Information on (10)B distribution in normal tissues is crucial to any further development of
boron neutron capture therapy (BNCT). The goal of this study was to investigate the in vitro and in vivo
boron biodistribution in B16F10 murine
melanoma and normal tissues as a model for human
melanoma treatment by a simple and rapid colorimetric method, which was validated by HR-ICP-MS. The B16F10
melanoma cell line showed higher
melanin content than human melanocytes, demonstrating a greater potential for boronophenylalanine uptake.
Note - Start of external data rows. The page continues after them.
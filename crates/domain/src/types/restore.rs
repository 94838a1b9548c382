//! Restore jobs, their requests and the local projection of remote state

use chrono::{DateTime, Utc};
use serde::{Deserialize, Serialize};

use super::selection::SelectionDescriptor;
use crate::constants::MAX_PERCENT_COMPLETE;
use crate::errors::{RestoreKitError, Result};
use crate::impl_domain_status_conversions;

/* -------------------------------------------------------------------------- */
/* Job lifecycle */
/* -------------------------------------------------------------------------- */

/// Lifecycle of a web restore as seen by the client.
///
/// `NotSubmitted -> Submitted -> Polling* -> Done -> Streaming -> Complete`
#[derive(Debug, Clone, Copy, PartialEq, Eq, Serialize, Deserialize)]
#[serde(rename_all = "snake_case")]
pub enum RestoreJobState {
    NotSubmitted,
    Submitted,
    Polling,
    Done,
    Streaming,
    Complete,
}

impl_domain_status_conversions!(RestoreJobState {
    NotSubmitted => "not_submitted",
    Submitted => "submitted",
    Polling => "polling",
    Done => "done",
    Streaming => "streaming",
    Complete => "complete",
});

/// Status payload of a restore job
#[derive(Debug, Clone, Default, PartialEq, Eq, Serialize, Deserialize)]
#[serde(rename_all = "camelCase")]
pub struct RestoreJobStatus {
    pub done: bool,
    /// Optional on some payload variants; absence is not a failure.
    #[serde(default)]
    pub status: Option<String>,
    /// Servers report fractions and, occasionally, values past 100.
    #[serde(default, deserialize_with = "lenient_percent")]
    pub percent_complete: u8,
}

/// Accepts any JSON number (or null) and rounds it into `0..=100`.
#[allow(clippy::cast_possible_truncation, clippy::cast_sign_loss)]
fn lenient_percent<'de, D>(deserializer: D) -> std::result::Result<u8, D::Error>
where
    D: serde::Deserializer<'de>,
{
    let raw = Option::<f64>::deserialize(deserializer)?.unwrap_or(0.0);
    if raw.is_nan() {
        return Ok(0);
    }
    let clamped = raw.clamp(0.0, f64::from(MAX_PERCENT_COMPLETE)).round();
    Ok(clamped as u8)
}

/// Read-through projection of a remote restore job.
///
/// Only status reads from the server move it forward. Once `done` is set the
/// job rejects further status updates.
#[derive(Debug, Clone, PartialEq, Eq, Serialize, Deserialize)]
pub struct RestoreJob {
    pub job_id: String,
    pub status: Option<String>,
    pub done: bool,
    pub percent_complete: u8,
    pub state: RestoreJobState,
    pub submitted_at: DateTime<Utc>,
}

impl RestoreJob {
    pub fn submitted(job_id: impl Into<String>) -> Self {
        Self {
            job_id: job_id.into(),
            status: None,
            done: false,
            percent_complete: 0,
            state: RestoreJobState::Submitted,
            submitted_at: Utc::now(),
        }
    }

    /// Fold one status read into the projection.
    ///
    /// # Errors
    /// Returns `RestoreKitError::Internal` if the job was already done.
    pub fn apply_status(&mut self, status: RestoreJobStatus) -> Result<()> {
        if self.done {
            return Err(RestoreKitError::Internal(format!(
                "restore job {} already finished; status updates are not accepted",
                self.job_id
            )));
        }

        if status.status.is_some() {
            self.status = status.status;
        }
        self.percent_complete = status.percent_complete.min(MAX_PERCENT_COMPLETE);
        self.done = status.done;
        self.state = if status.done { RestoreJobState::Done } else { RestoreJobState::Polling };
        if self.done {
            self.percent_complete = MAX_PERCENT_COMPLETE;
        }
        Ok(())
    }

    /// # Errors
    /// Returns `RestoreKitError::Internal` unless the job is `Done`.
    pub fn begin_streaming(&mut self) -> Result<()> {
        self.transition(RestoreJobState::Done, RestoreJobState::Streaming)
    }

    /// # Errors
    /// Returns `RestoreKitError::Internal` unless the job is `Streaming`.
    pub fn complete(&mut self) -> Result<()> {
        self.transition(RestoreJobState::Streaming, RestoreJobState::Complete)
    }

    fn transition(&mut self, from: RestoreJobState, to: RestoreJobState) -> Result<()> {
        if self.state != from {
            return Err(RestoreKitError::Internal(format!(
                "restore job {} cannot move from {} to {to}",
                self.job_id, self.state
            )));
        }
        self.state = to;
        Ok(())
    }
}

/* -------------------------------------------------------------------------- */
/* Requests */
/* -------------------------------------------------------------------------- */

/// Body of a web restore submission
#[derive(Debug, Clone, PartialEq, Eq, Serialize, Deserialize)]
#[serde(rename_all = "camelCase")]
pub struct RestoreJobRequest {
    #[serde(rename = "sourceGuid")]
    pub device_guid: String,
    #[serde(rename = "webRestoreSessionId")]
    pub session_id: String,
    pub restore_groups: Vec<SelectionDescriptor>,
    pub num_files: u64,
    pub num_dirs: u64,
    pub num_bytes: u64,
    #[serde(skip_serializing_if = "Option::is_none")]
    pub show_deleted: Option<bool>,
    #[serde(skip_serializing_if = "Option::is_none")]
    pub zip_result: Option<bool>,
}

/// What to do with files that already exist at the push destination
#[derive(Debug, Clone, Copy, Default, PartialEq, Eq, Serialize, Deserialize)]
#[serde(rename_all = "SCREAMING_SNAKE_CASE")]
pub enum ExistingFiles {
    #[default]
    Overwrite,
    RenameOriginal,
}

/// Permissions applied to files written by a push restore
#[derive(Debug, Clone, Copy, Default, PartialEq, Eq, Serialize, Deserialize)]
#[serde(rename_all = "SCREAMING_SNAKE_CASE")]
pub enum FilePermissions {
    #[default]
    Current,
    Original,
}

#[derive(Debug, Clone, Default, PartialEq, Eq, Serialize, Deserialize)]
#[serde(rename_all = "camelCase")]
pub struct PushRestoreOptions {
    pub restore_full_path: bool,
    pub existing_files: ExistingFiles,
    pub file_permissions: FilePermissions,
    pub permit_restore_to_different_os_version: bool,
}

/// Where a push restore delivers its files
#[derive(Debug, Clone, PartialEq, Eq, Serialize, Deserialize)]
pub struct PushRestoreTarget {
    pub accepting_device_guid: String,
    pub restore_path: String,
    pub options: PushRestoreOptions,
}

impl PushRestoreTarget {
    pub fn new(accepting_device_guid: impl Into<String>, restore_path: impl Into<String>) -> Self {
        Self {
            accepting_device_guid: accepting_device_guid.into(),
            restore_path: restore_path.into(),
            options: PushRestoreOptions::default(),
        }
    }

    #[must_use]
    pub fn with_options(mut self, options: PushRestoreOptions) -> Self {
        self.options = options;
        self
    }
}

/// Body of a push restore submission
#[derive(Debug, Clone, PartialEq, Eq, Serialize, Deserialize)]
#[serde(rename_all = "camelCase")]
pub struct PushRestoreJobRequest {
    #[serde(rename = "sourceGuid")]
    pub device_guid: String,
    #[serde(rename = "acceptingGuid")]
    pub accepting_device_guid: String,
    #[serde(rename = "webRestoreSessionId")]
    pub session_id: String,
    pub target_node_guid: String,
    pub restore_path: String,
    pub restore_groups: Vec<SelectionDescriptor>,
    pub num_files: u64,
    pub num_bytes: u64,
    #[serde(skip_serializing_if = "Option::is_none")]
    pub show_deleted: Option<bool>,
    #[serde(flatten)]
    pub options: PushRestoreOptions,
}

/// Acknowledgement that a push restore was accepted
#[derive(Debug, Clone, PartialEq, Eq, Serialize, Deserialize)]
#[serde(rename_all = "camelCase")]
pub struct PushRestoreAck {
    pub job_id: String,
}
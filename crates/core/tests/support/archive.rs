//! In-memory storage service used by the archive tests.
//!
//! Serves a fixed tree, scripted size-job and restore-job statuses, and
//! records every remote call so tests can assert on call counts and order.

use std::collections::{HashMap, VecDeque};
use std::sync::Arc;

use async_trait::async_trait;
use bytes::Bytes;
use futures::stream::{self, StreamExt};
use parking_lot::Mutex;
use restorekit_core::archive::ports::{
    ByteStream, DeviceConnectivity, RemoteTreeClient, RestoreSessionProvider,
};
use restorekit_domain::{
    NodeType, PushRestoreJobRequest, RestoreJobRequest, RestoreJobStatus, RestoreKitError,
    RestoreSession, Result, SessionSecret, SizeJob, SizeJobStatus, TreeNode,
};

pub const DEVICE_GUID: &str = "4200";
pub const NODE_GUID: &str = "node-1";
pub const SESSION_ID: &str = "sess-1";
pub const RESTORED_BYTES: &[u8] = b"restored-bytes";

/// One recorded remote call
#[derive(Debug, Clone, PartialEq, Eq)]
pub enum Call {
    ListChildren(Option<String>),
    CreateSizeJob(String),
    GetSizeJob(String),
    SubmitRestore,
    GetRestoreStatus(String),
    StreamResult(String),
    SubmitPushRestore,
    CancelRestore(String),
    ConnectedServerUrl(String),
    DataKeyToken(String),
    CreateSession(&'static str),
}

/// Scripted responses; the last entry repeats once the script runs out.
#[derive(Debug, Default)]
struct Script<T> {
    queue: VecDeque<T>,
}

impl<T: Clone> Script<T> {
    fn new(items: Vec<T>) -> Self {
        Self { queue: items.into() }
    }

    fn next(&mut self) -> Option<T> {
        if self.queue.len() > 1 {
            self.queue.pop_front()
        } else {
            self.queue.front().cloned()
        }
    }
}

#[derive(Default)]
pub struct FakeArchive {
    tree: HashMap<Option<String>, Vec<TreeNode>>,
    calls: Mutex<Vec<Call>>,
    restore_statuses: Mutex<Script<RestoreJobStatus>>,
    size_statuses: Mutex<HashMap<String, Script<SizeJobStatus>>>,
    submitted: Mutex<Vec<RestoreJobRequest>>,
    pushed: Mutex<Vec<PushRestoreJobRequest>>,
    connected: HashMap<String, String>,
    submit_error: Mutex<Option<RestoreKitError>>,
    status_error: Mutex<Option<RestoreKitError>>,
    size_error: Mutex<Option<RestoreKitError>>,
}

impl FakeArchive {
    pub fn new() -> Self {
        Self::default()
    }

    /// Tree with a POSIX and a Windows volume:
    ///
    /// ```text
    /// /                          (root)
    /// └── Users                  (users)
    ///     └── qa                 (qa)
    ///         └── Downloads      (downloads)
    ///             ├── report.pdf (report)
    ///             └── notes.txt  (notes)
    /// C:/                        (c)
    /// └── Users/qa/Downloads/File.txt   (c-users, c-qa, c-downloads, c-file)
    /// ```
    pub fn sample() -> Self {
        Self::new()
            .with_node(None, "root", "/", NodeType::Directory)
            .with_node(None, "c", "C:/", NodeType::Directory)
            .with_node(Some("root"), "users", "/Users", NodeType::Directory)
            .with_node(Some("users"), "qa", "/Users/qa", NodeType::Directory)
            .with_node(Some("qa"), "downloads", "/Users/qa/Downloads", NodeType::Directory)
            .with_node(Some("downloads"), "report", "/Users/qa/Downloads/report.pdf", NodeType::File)
            .with_node(Some("downloads"), "notes", "/Users/qa/Downloads/notes.txt", NodeType::File)
            .with_node(Some("c"), "c-users", "C:/Users", NodeType::Directory)
            .with_node(Some("c-users"), "c-qa", "C:/Users/qa", NodeType::Directory)
            .with_node(Some("c-qa"), "c-downloads", "C:/Users/qa/Downloads", NodeType::Directory)
            .with_node(
                Some("c-downloads"),
                "c-file",
                "C:/Users/qa/Downloads/File.txt",
                NodeType::File,
            )
    }

    pub fn with_node(mut self, parent: Option<&str>, id: &str, path: &str, node_type: NodeType) -> Self {
        self.tree
            .entry(parent.map(str::to_string))
            .or_default()
            .push(TreeNode::new(Some(id.to_string()), path, node_type));
        self
    }

    pub fn with_restore_statuses(self, statuses: Vec<RestoreJobStatus>) -> Self {
        *self.restore_statuses.lock() = Script::new(statuses);
        self
    }

    pub fn with_size_statuses(self, file_id: &str, statuses: Vec<SizeJobStatus>) -> Self {
        self.size_statuses.lock().insert(file_id.to_string(), Script::new(statuses));
        self
    }

    pub fn with_connected_device(mut self, device_guid: &str, server_url: &str) -> Self {
        self.connected.insert(device_guid.to_string(), server_url.to_string());
        self
    }

    pub fn fail_submit(self, err: RestoreKitError) -> Self {
        *self.submit_error.lock() = Some(err);
        self
    }

    pub fn fail_status(self, err: RestoreKitError) -> Self {
        *self.status_error.lock() = Some(err);
        self
    }

    pub fn fail_size_jobs(self, err: RestoreKitError) -> Self {
        *self.size_error.lock() = Some(err);
        self
    }

    pub fn into_arc(self) -> Arc<Self> {
        Arc::new(self)
    }

    pub fn calls(&self) -> Vec<Call> {
        self.calls.lock().clone()
    }

    pub fn count(&self, predicate: impl Fn(&Call) -> bool) -> usize {
        self.calls.lock().iter().filter(|call| predicate(call)).count()
    }

    pub fn submitted(&self) -> Vec<RestoreJobRequest> {
        self.submitted.lock().clone()
    }

    pub fn pushed(&self) -> Vec<PushRestoreJobRequest> {
        self.pushed.lock().clone()
    }

    fn record(&self, call: Call) {
        self.calls.lock().push(call);
    }
}

pub fn session() -> RestoreSession {
    RestoreSession {
        session_id: SESSION_ID.to_string(),
        device_guid: DEVICE_GUID.to_string(),
        node_guid: NODE_GUID.to_string(),
    }
}

pub fn status(done: bool, status: Option<&str>) -> RestoreJobStatus {
    RestoreJobStatus { done, status: status.map(str::to_string), percent_complete: if done { 100 } else { 50 } }
}

pub fn size_status(status: &str, num_files: u64, num_dirs: u64, num_bytes: u64) -> SizeJobStatus {
    SizeJobStatus { status: Some(status.to_string()), num_files, num_dirs, num_bytes }
}

pub async fn collect(stream: ByteStream) -> Vec<u8> {
    stream
        .fold(Vec::new(), |mut acc, chunk| async move {
            acc.extend_from_slice(&chunk.expect("fake stream never fails"));
            acc
        })
        .await
}

#[async_trait]
impl RemoteTreeClient for FakeArchive {
    async fn list_children(
        &self,
        _session: &RestoreSession,
        node_id: Option<&str>,
        _show_deleted: Option<bool>,
    ) -> Result<Vec<TreeNode>> {
        self.record(Call::ListChildren(node_id.map(str::to_string)));
        Ok(self.tree.get(&node_id.map(str::to_string)).cloned().unwrap_or_default())
    }

    async fn create_size_job(&self, _device_guid: &str, file_id: &str) -> Result<SizeJob> {
        self.record(Call::CreateSizeJob(file_id.to_string()));
        if let Some(err) = self.size_error.lock().clone() {
            return Err(err);
        }
        Ok(SizeJob { job_id: format!("size-{file_id}"), file_id: file_id.to_string() })
    }

    async fn get_size_job(&self, job_id: &str, _device_guid: &str) -> Result<SizeJobStatus> {
        self.record(Call::GetSizeJob(job_id.to_string()));
        let file_id = job_id.trim_start_matches("size-");
        let scripted = self.size_statuses.lock().get_mut(file_id).and_then(Script::next);
        Ok(scripted.unwrap_or_else(|| size_status("DONE", 1, 0, 100)))
    }

    async fn submit_restore(&self, request: &RestoreJobRequest) -> Result<String> {
        self.record(Call::SubmitRestore);
        if let Some(err) = self.submit_error.lock().clone() {
            return Err(err);
        }
        let mut submitted = self.submitted.lock();
        submitted.push(request.clone());
        Ok(format!("restore-{}", submitted.len()))
    }

    async fn get_restore_status(&self, job_id: &str) -> Result<RestoreJobStatus> {
        self.record(Call::GetRestoreStatus(job_id.to_string()));
        if let Some(err) = self.status_error.lock().clone() {
            return Err(err);
        }
        Ok(self.restore_statuses.lock().next().unwrap_or_else(|| status(true, Some("DONE"))))
    }

    async fn stream_restore_result(&self, job_id: &str) -> Result<ByteStream> {
        self.record(Call::StreamResult(job_id.to_string()));
        let (head, tail) = RESTORED_BYTES.split_at(9);
        Ok(stream::iter(vec![Ok(Bytes::from_static(head)), Ok(Bytes::from_static(tail))]).boxed())
    }

    async fn submit_push_restore(&self, request: &PushRestoreJobRequest) -> Result<String> {
        self.record(Call::SubmitPushRestore);
        if let Some(err) = self.submit_error.lock().clone() {
            return Err(err);
        }
        let mut pushed = self.pushed.lock();
        pushed.push(request.clone());
        Ok(format!("push-{}", pushed.len()))
    }

    async fn cancel_restore(&self, job_id: &str) -> Result<()> {
        self.record(Call::CancelRestore(job_id.to_string()));
        Ok(())
    }
}

#[async_trait]
impl DeviceConnectivity for FakeArchive {
    async fn connected_server_url(&self, device_guid: &str) -> Result<Option<String>> {
        self.record(Call::ConnectedServerUrl(device_guid.to_string()));
        Ok(self.connected.get(device_guid).cloned())
    }
}

#[async_trait]
impl RestoreSessionProvider for FakeArchive {
    async fn data_key_token(&self, device_guid: &str) -> Result<String> {
        self.record(Call::DataKeyToken(device_guid.to_string()));
        Ok(format!("dkt-{device_guid}"))
    }

    async fn create_restore_session(
        &self,
        _device_guid: &str,
        secret: &SessionSecret,
    ) -> Result<String> {
        self.record(Call::CreateSession(secret.field_name()));
        Ok(SESSION_ID.to_string())
    }
}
The melanocytes showed a moderate viability decrease in the first few minutes after BNCT application, stabilizing after 75 min, whereas the B16F10
melanoma showed the greatest intracellular
boron concentration at 150 min after application, indicating a different
boron uptake of
melanoma cells compared to normal melanocytes. Moreover, at this time, the increase in
boron uptake in
melanoma cells was approximately 1.6 times higher than that in normal melanocytes. The (10)B concentration in the blood of mice bearing B16F10
melanoma increased until 90 min after BNCT application and then decreased after 120 min, and remained low until the 240th minute. On the other hand, the (10)B concentration in
tumors was increased from 90 min and maximal at 150 min after application, thus confirming the in vitro results. Therefore, the present in vitro and in vivo study of (10)B uptake in normal and
tumor cells revealed important data that could enable BNCT to be possibly used as a treatment for
melanoma, a chemoresistant
cancer associated with high mortality.